The idea that God makes order and the devil makes chaos reinforces the false dichotomy between order and chaos, and the idea that what we perceive as order is good and what we perceive as chaos is bad. It also implies that if you think you know what the correct order, or correct good, is, then you are entitled to impose that order and goodness upon reality. It ignores the probability that your orders may have unintended consequences because complex reality escapes your understanding and control, when that is normal.

In this view, the normal disorders of the natural world, or the disorderly results of well intentioned actions, are evidence of ungodly threat and hostility to virtue, rather than something which must be taken into account. People in this mindset frequently seem to argue that as the order they want is good, then if their actions do not produce the results they want there must a conspiracy against them, and the order must be imposed with even more thoroughness and the conspirators suppressed or scapegoated.

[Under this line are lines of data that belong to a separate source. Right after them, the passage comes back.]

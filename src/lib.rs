pub mod api;
pub mod auth;
pub mod config;
pub mod error;
pub mod password;
pub mod report;
pub mod storage;
pub mod telemetry;
pub mod token;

To exaggerate slightly, for such people, the only safe nature seems to be one that is concreted over, dead, or heavily polluted, marked by fences and neat rows, as that is nature with human order imposed as rigorously as possible.

The contrary view implies that human knowledge is limited and that we cannot live in complete control or complete certainty; unintended consequences and disruptions are normal. This means our actions have to be experimental; that is we perform them and see what happens and then adjust. We have to attend to reality.

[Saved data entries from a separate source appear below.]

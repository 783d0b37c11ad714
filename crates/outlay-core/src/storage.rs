use crate::models::{
    write::{ExpensePatch, NewExpense, NewUser},
    Expense, ExpenseFilter, ExpenseId, User, UserId,
};

use thiserror::Error;

#[derive(Debug, Error)]
pub enum StorageError {
    #[error("{0}")]
    Other(String),
    #[error("email already registered: {0}")]
    EmailTaken(String),
    #[error("user not found: {0}")]
    UserNotFound(UserId),
    #[error("expense not found: {0}")]
    ExpenseNotFound(ExpenseId),
}

/// Persistence for users and their expenses.
///
/// Every expense operation takes the owner's id. Implementations must treat
/// an expense owned by someone else exactly like a missing one and return
/// `ExpenseNotFound`, so callers cannot probe for other users' records.
pub trait StorageBackend: Send + Sync {
    fn name(&self) -> &'static str;
    fn ping(&self) -> Result<(), StorageError>;

    // Users
    fn create_user(&self, user: &NewUser) -> Result<User, StorageError>;
    fn get_user(&self, id: UserId) -> Result<User, StorageError>;
    fn find_user_by_email(&self, email: &str) -> Result<Option<User>, StorageError>;

    // Expenses, always scoped by owner
    fn create_expense(&self, owner: UserId, expense: &NewExpense) -> Result<Expense, StorageError>;
    fn get_expense(&self, owner: UserId, id: ExpenseId) -> Result<Expense, StorageError>;
    fn list_expenses(&self, owner: UserId, filter: &ExpenseFilter) -> Result<Vec<Expense>, StorageError>;
    fn update_expense(&self, owner: UserId, id: ExpenseId, patch: &ExpensePatch) -> Result<Expense, StorageError>;
    fn delete_expense(&self, owner: UserId, id: ExpenseId) -> Result<(), StorageError>;
}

In the old view failure is punishment or the active work of evil beings, in the newer view, failure and correcting that failure – as best as we can – is how we learn.

Ecology and Disorder

November 12, 2016
  1. When a complex system such as an ecology, or an economy (and both are linked) is disrupted, so that it begins to move outside of an equilibrium, the results are unpredictable.
  2. The behavior of the system is fundamentally uncertain, and cannot be dealt with by ideas of risk, which suggest numeric and often constant probabilities for events. In these kinds of disrupted systems both events and probabilities are unknown.
  3. We can, however, assume trends. Weather events will almost certainly become more uncertain and more extreme. The anthropologist Hans Baer, has suggested using the term ‘Climate Turmoil’ rather than ‘climate change’ for the simple reason that it is more accurate of what we can expect. Climate change suggests a smooth linear change, not the tumultuous, disorderly change which is likely, and which we need to prepare for and lessen.
  4. Unfortunately, it would appear that socially, we are resistant to accepting fundamental uncertainty. We try and trap reality in our visions of order, and that leads to further chaos. Businesses and governments like to pretend that they can predict the future, so that they can keep their power relations intact and their success coming. Scientists sometimes do the same when they predict that particular places will have particular weather patterns in 20 years.
  5. But unfortunately it is what we have been doing to produce what we have defined as ‘success’ that seems to have caused the problem. Burning coal, for example, has been one factor responsible for the success and dominance of Western civilization and its modes of organisation. It now threatens that civilization’s success. In reality, burning coal threatens nearly everyone on the planet.
  6. We need to radically accept disorder and uncertainty as part of life, and act as if fundamental change is both happening and is being produced by what has produced success in the past. That way we can try something new, and hope to conserve some of what we have.